Gender-confirming surgeries are finally accessible in New Brunswick, four months after coverage has been approved.
New Brunswick was the last province to cover these surgeries, and after a long wait and much uncertainty, Fredericton students Olivier Hébert and Reid Lodge are finally able to get the surgeries that will make them more comfortable in their own bodies.
Hébert, a St. Thomas University student and co-chair of the Queer and Allied People Society, said this surgery isn’t really distinct from other surgeries people need because it will “have a longstanding benefit to my ability to live a good life. Just like anyone else going into surgery.”
Lodge is an English Master’s student at the University of New Brunswick. He has been an active member of the gender minorities community since the approval of this coverage. He said he was “waiting for either $12 thousand dollars to fall in my lap or for the government to put coverage in place.”
Hébert thought it would take about nine to 10 months before anything came of it. Now, both Hébert and Lodge are working with their doctors to have top surgery, a chest masculinization surgery, through New Brunswick Medicare.
“It’s a big step in the right direction,” said Hébert.
Lodge has been raising money for top surgery since March of 2015. He raised about half the money he’d need. Now that the surgery is covered, he will donate this to the Imprint Youth Association. This association, run by Lodge and St. Thomas professor Erin Fredericks, is trying to promote education on gender minority groups and reflect the needs of LGTBQ youth in Fredericton.
The cost of gender-confirming surgery depends on which surgery one is getting and the surgeon. The province covers the surgical cost of eight gender-confirming surgeries. The money that Lodge and Hébert would’ve had to raise for top surgery, before the coverage, ranged from $10,000 to $12,000.
These figures do not include recovery time, travel expenses or local accommodations after surgery. With this coverage, only the surgical cost and hospital stay for one night is covered. The coverage is too new to know whether the expertise exists for surgeries to occur within the province.

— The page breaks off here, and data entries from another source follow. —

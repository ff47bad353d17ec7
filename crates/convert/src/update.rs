//! Update pass: re-derive slot values from a refreshed data source using the
//! provenance recorded at conversion time.
//!
//! Nothing is re-classified or re-resolved. Provenance is read back from the
//! equipment properties into a [`ProvenanceStore`]; each slot already present
//! on an equipment looks up its entry there, asks the refreshed source for the
//! winning record's id and substitutes the value. Per equipment, every new
//! value is planned against an unchanged view and then applied in one step.

use std::collections::{BTreeMap, HashMap};
use std::ops::AddAssign;

use serde::Serialize;

use crate::config::{ConversionConfig, UpdateFallback};
use crate::error::ConvertError;
use crate::model::LimitSubclass;
use crate::network::{Equipment, Network};
use crate::provenance::{ProvenanceCodec, ProvenanceStore, SlotIdentity, Tier};

/// Refreshed values by source record id.
pub trait RefreshedSource {
    fn refreshed_value(&self, source_id: &str) -> Option<f64>;
}

impl RefreshedSource for HashMap<String, f64> {
    fn refreshed_value(&self, source_id: &str) -> Option<f64> {
        self.get(source_id).copied()
    }
}

impl RefreshedSource for BTreeMap<String, f64> {
    fn refreshed_value(&self, source_id: &str) -> Option<f64> {
        self.get(source_id).copied()
    }
}

#[derive(Debug, Clone, Copy, PartialEq, Eq, Serialize)]
#[serde(rename_all = "snake_case")]
pub enum ValueOrigin {
    Refreshed,
    Baseline,
    Current,
}

/// New value planned for one slot.
#[derive(Debug, Clone, PartialEq)]
pub struct SlotUpdate {
    pub slot: SlotIdentity,
    pub value: f64,
    pub origin: ValueOrigin,
}

#[derive(Debug, Clone, Default, PartialEq, Eq, Serialize)]
pub struct UpdateReport {
    pub slots: usize,
    pub refreshed: usize,
    pub from_baseline: usize,
    pub from_current: usize,
}

impl UpdateReport {
    fn from_plan(plan: &[SlotUpdate]) -> Self {
        let mut report = Self {
            slots: plan.len(),
            ..Self::default()
        };
        for update in plan {
            match update.origin {
                ValueOrigin::Refreshed => report.refreshed += 1,
                ValueOrigin::Baseline => report.from_baseline += 1,
                ValueOrigin::Current => report.from_current += 1,
            }
        }
        report
    }
}

impl AddAssign for UpdateReport {
    fn add_assign(&mut self, other: Self) {
        self.slots += other.slots;
        self.refreshed += other.refreshed;
        self.from_baseline += other.from_baseline;
        self.from_current += other.from_current;
    }
}

// ---------------------------------------------------------------------------
// Planning
// ---------------------------------------------------------------------------

/// Every slot currently holding a value on `equipment`, with that value.
fn current_slots(equipment: &Equipment) -> Vec<(SlotIdentity, f64)> {
    let mut slots = Vec::new();
    for group in &equipment.limits_groups {
        for subclass in LimitSubclass::ALL {
            let Some(limits) = group.limits(subclass) else {
                continue;
            };
            if let Some(v) = limits.permanent_limit {
                slots.push((SlotIdentity::permanent(&group.id, subclass, group.side), v));
            }
            for (&duration, t) in &limits.temporary_limits {
                slots.push((SlotIdentity::temporary(&group.id, subclass, group.side, duration), t.value));
            }
        }
    }
    slots
}

/// Plan new values for every slot of `equipment` without touching it. A slot
/// with no entry in `provenance` keeps its current value.
pub fn plan_equipment(
    equipment_id: &str,
    equipment: &Equipment,
    provenance: &ProvenanceStore,
    fallback: UpdateFallback,
    source: &dyn RefreshedSource,
) -> Vec<SlotUpdate> {
    current_slots(equipment)
        .into_iter()
        .map(|(slot, current)| {
            let entry = provenance.get(equipment_id, &slot);
            let refreshed = entry
                .and_then(|e| source.refreshed_value(&e.source_id))
                .filter(|v| !v.is_nan());
            let baseline = entry.map(|e| e.baseline_value);
            let (value, origin) = match (refreshed, fallback, baseline) {
                (Some(v), _, _) => (v, ValueOrigin::Refreshed),
                (None, UpdateFallback::Baseline, Some(b)) => (b, ValueOrigin::Baseline),
                _ => (current, ValueOrigin::Current),
            };
            SlotUpdate { slot, value, origin }
        })
        .collect()
}

fn apply(equipment: &mut Equipment, plan: &[SlotUpdate]) {
    for update in plan {
        let slot = &update.slot;
        let Some(limits) = equipment
            .limits_group_mut(slot.side, &slot.limit_set_id)
            .and_then(|g| g.limits_mut(slot.subclass))
        else {
            continue;
        };
        match slot.tier {
            Tier::Permanent => limits.permanent_limit = Some(update.value),
            Tier::Temporary(d) => limits.set_temporary_value(d, update.value),
        }
    }
}

// ---------------------------------------------------------------------------
// Entry points
// ---------------------------------------------------------------------------

fn reconcile_with(
    network: &mut Network,
    equipment_id: &str,
    provenance: &ProvenanceStore,
    fallback: UpdateFallback,
    source: &dyn RefreshedSource,
) -> Result<UpdateReport, ConvertError> {
    let equipment = network.equipment_mut(equipment_id)?;
    let plan = plan_equipment(equipment_id, equipment, provenance, fallback, source);
    for u in plan.iter().filter(|u| u.origin == ValueOrigin::Refreshed) {
        log::debug!("{equipment_id} {:?} {:?} -> {}", u.slot.subclass, u.slot.tier, u.value);
    }
    apply(equipment, &plan);
    Ok(UpdateReport::from_plan(&plan))
}

/// Run the update pass over one equipment.
pub fn reconcile_equipment(
    config: &ConversionConfig,
    network: &mut Network,
    equipment_id: &str,
    source: &dyn RefreshedSource,
) -> Result<UpdateReport, ConvertError> {
    let codec = ProvenanceCodec::new(config.namespace.as_str());
    let mut provenance = ProvenanceStore::new();
    provenance.read_equipment(equipment_id, network.equipment_mut(equipment_id)?, &codec);
    reconcile_with(network, equipment_id, &provenance, config.update.fallback, source)
}

/// Run the update pass over every equipment of the network.
pub fn reconcile_network(
    config: &ConversionConfig,
    network: &mut Network,
    source: &dyn RefreshedSource,
) -> Result<UpdateReport, ConvertError> {
    let codec = ProvenanceCodec::new(config.namespace.as_str());
    let provenance = ProvenanceStore::read_from(network, &codec);
    let ids: Vec<String> = network.equipment.keys().cloned().collect();
    let mut report = UpdateReport::default();
    for id in ids {
        report += reconcile_with(network, &id, &provenance, config.update.fallback, source)?;
    }
    log::debug!(
        "update: {} slots, {} refreshed, {} from baseline, {} from current",
        report.slots,
        report.refreshed,
        report.from_baseline,
        report.from_current
    );
    Ok(report)
}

Bailey McLaughlin, a St. Thomas student, explained how valuable this surgery coverage is for everyone outside of the transgender community as well.
“I know I couldn’t afford that kind of care if it was me,” said McLaughlin. “So it is nice to know that I – or even people that I love, or children in the future if I do decide to have them – have these kind of options.”
“[This coverage is] an acknowledgement that New Brunswick actually recognizes that these people are here and need help,” Lodge said.
Although it is a big step, Hébert said there are other issues to be solved.
The withstanding issue in gender-confirming surgery in New Brunswick is that there are more surgeries covered for transgender men (female to male) than for transgender women (male to female).
“I think we still have to push for the idea of covering everything. I don’t think that covering half of the procedures that a person might need is enough,” said Lodge.
The Government of New Brunswick website has a page outlining some of the details of gender-confirming surgery coverage in the province.
For all transgender people ‘bottom surgery’ is covered, or vaginoplasty for transwomen and vaginosectomy and related procedures for transmen.
For transmen, top surgery, also called mastectomy (where breasts are surgically removed), is covered. For all transgender people “travel, accommodation or medications prescribed outside of hospital, voice and communication training” are not covered.
For transmen, the only other aspect of surgery that is not covered is pectoral implants. For transwomen breast augmentation (implants), facial feminization surgery and hair removal is not covered.
For those seeking this coverage Lodge explains there are other barriers as well.
“It’s really hard for them to find resources to know what to do … there’s no step by step sort of process that you can just google that Government of New Brunswick page. That’s all of the information that exists,” said Lodge. “We need to get into the schools.”
He explains the value of gender minority education because students are not getting information about different kinds of identities at an early enough age. This leads to tension between those who are a gender minority and those who are not.
However, Lodge and Hébert know there will always be people who do not agree with this surgery.
To these people Hébert says, “the fact that two people are getting married doesn’t affect you in any meaningful way and neither does me getting my boobs chopped off.”
Lodge explains there are many procedures that are covered that he does not really agree with. However, those people have the right to health care whether he likes their choices or not.
“It’s no different for this one. Some people are against lung transplants for people who have been smoking for forty years and I don’t see that as a different issue than trans-surgeries.”